Baku-APA. Democratic Republic of Congo's powerful Catholic church on Wednesday backed ongoing protests against reforms that could extend President Joseph Kabila's rule, denouncing a government crackdown which a rights group said had killed 42 people, APA reports quoting Reuters.
As anti-government demonstrations in the capital Kinshasa entered their third day, the leader of Congo's Catholics, Cardinal Laurent Mosengwo Pasinya, strongly criticized any attempt to postpone a presidential election due next year.
Opposition supporters took to the streets on Monday to try to derail legislation that would require a national census before the vote. The opposition says the count would take years to organize in a poor nation the size of Western Europe, although the government denies this.
With more than 40 percent of Congo's 65 million people describing themselves as Catholic, the Church's stance is likely to bolster popular resistance to the reform. Western powers including France and the United States have called for restraint and backed timely elections.
The proposed change to the electoral code, approved by the lower house of parliament on Saturday, is expected to be voted on by the Senate on Thursday.
"We disapprove of and condemn any revision of the electoral law that aims to ... illegally postpone the holding of the elections in 2016," Mosengwo Pasinya said, adding that some politicians and the security services were stoking the violence.
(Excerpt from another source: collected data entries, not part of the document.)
//! `rebox` extension (spec §4.9): open a sealed box with the local card and
//! re-seal its plaintext to a different partner, optionally re-stamping
//! the destination card/slot.

use tracing::warn;
use zeroize::Zeroize;

use crate::agent::AgentState;
use crate::card::{CardDriver, SlotId};
use crate::connection::Connection;
use crate::dispatcher::ensure_authorized;
use crate::eboxfmt::SealedBox;
use crate::error::PinError;
use crate::keyfmt::PublicKey;
use crate::wire::{opcode, Encoding, Reader};

pub fn handle<D: CardDriver>(state: &mut AgentState<D>, conn: &mut Connection, payload: &[u8]) -> Vec<u8> {
    let mut r = Reader::new(payload);
    let parsed = (|| -> Result<_, crate::error::ProtocolError> {
        let sealed_box_bytes = r.read_string()?.to_vec();
        let dest_guid = r.read_string()?.to_vec();
        let dest_slot_id = r.read_u8()?;
        let partner_pubkey = r.read_string()?.to_vec();
        let flags = r.read_u32()?;
        Ok((sealed_box_bytes, dest_guid, dest_slot_id, partner_pubkey, flags))
    })();
    let (sealed_box_bytes, dest_guid, dest_slot_id, partner_pubkey, flags) = match parsed {
        Ok(v) => v,
        Err(_) => return vec![opcode::EXT_FAILURE],
    };

    if flags != 0 {
        warn!(flags, "rebox extension called with non-zero flags");
        return vec![opcode::EXT_FAILURE];
    }

    let sealed = match SealedBox::decode(&sealed_box_bytes) {
        Ok(b) => b,
        Err(_) => return vec![opcode::EXT_FAILURE],
    };

    if !ensure_authorized(state, conn) {
        return vec![opcode::EXT_FAILURE];
    }

    if let Err(e) = state.session.open_refreshing_if_stale(&mut state.pin_store) {
        warn!(error = %e, "failed to open card session for rebox extension");
        return vec![opcode::EXT_FAILURE];
    }

    if !sealed.guid.is_empty() && !state.session.guid_matches(&sealed.guid) {
        warn!("rebox: sealed box references a different card than the one currently selected");
        state.session.close(false);
        return vec![opcode::EXT_FAILURE];
    }

    let slot = SlotId::from_byte(sealed.slot_id);
    let own_point = match state.session.slots().iter().find(|s| s.id == slot) {
        Some(s) => match &s.public_key {
            PublicKey::Ec { point, .. } => point.clone(),
            PublicKey::Rsa { .. } => {
                state.session.close(false);
                return vec![opcode::EXT_FAILURE];
            }
        },
        None => {
            state.session.close(false);
            return vec![opcode::EXT_FAILURE];
        }
    };

    // Authorized using the Key-Management slot's identity regardless of
    // which slot the box was sealed to (spec §4.9).
    if let Err(e) = state.session.try_pin(true, &mut state.pin_store, &state.prompter) {
        state.session.close(false);
        return match e {
            PinError::NoPin | PinError::InvalidPin(_) | PinError::TokenLocked => {
                vec![opcode::EXT_FAILURE]
            }
        };
    }

    // Sealing addressed this box to `slot`'s own ECDH public point
    // (spec §4.9 `rebox`); opening redoes that ECDH against the same
    // point to recover the shared secret the box was encrypted with.
    let mut own_secret = match state.session.ecdh(slot, &own_point) {
        Ok(s) => s,
        Err(e) => {
            warn!(error = %e, "card ecdh operation failed while opening sealed box");
            state.session.close(false);
            return vec![opcode::EXT_FAILURE];
        }
    };

    let plaintext = match sealed.open(&own_secret) {
        Ok(p) => p,
        Err(_) => {
            own_secret.zeroize();
            state.session.close(false);
            return vec![opcode::EXT_FAILURE];
        }
    };
    own_secret.zeroize();
    state.session.close(false);

    let new_slot_id = if dest_guid.is_empty() { sealed.slot_id } else { dest_slot_id };
    // `seal_offline` takes ownership of `plaintext` and zeroes it once sealed.
    let new_box = SealedBox::seal_offline(plaintext, dest_guid, new_slot_id, &partner_pubkey);

    let mut out = Vec::new();
    out.put_u8(opcode::SUCCESS);
    out.put_string(&new_box.encode());
    out
}
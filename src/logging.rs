//! `tracing` setup, grounded on the teacher workspace's own
//! `warpgate::logging::init_logging` (offset-aware timestamps, `RUST_LOG`
//! driven by a verbosity count when unset, `tracing_log::LogTracer` so any
//! crate still emitting through `log` is captured too).

use anyhow::{Context, Result};
use time::UtcOffset;
use tracing_log::LogTracer;
use tracing_subscriber::fmt::time::OffsetTime;
use tracing_subscriber::EnvFilter;

/// `-d`/`-i` map onto increasing verbosity the same way `warpgate`'s `-d`
/// flag count does; `0` is the default foreground level.
pub fn init_logging(verbosity: u8) -> Result<()> {
    if std::env::var("RUST_LOG").is_err() {
        let directive = match verbosity {
            0 => "scagent=info",
            1 => "scagent=debug",
            _ => "debug",
        };
        std::env::set_var("RUST_LOG", directive);
    }

    LogTracer::init().context("failed to initialize log compatibility layer")?;

    let offset = UtcOffset::current_local_offset().unwrap_or(UtcOffset::UTC);
    let timer = OffsetTime::new(offset, time::format_description::well_known::Rfc3339);

    tracing_subscriber::fmt()
        .with_timer(timer)
        .with_env_filter(EnvFilter::from_default_env())
        .try_init()
        .map_err(|e| anyhow::anyhow!("failed to install tracing subscriber: {e}"))
}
"We condemn these actions that have caused deaths and make an urgent appeal: Stop killing your people; don't march on the ashes of your compatriots," his statement said.
In Kinshasa's main Mama Yemo hospital, witnesses said that members of the presidential guard entered a ward where wounded opposition supporters were being treated and opened fire, injuring several people. A government spokesman was not immediately available for comment.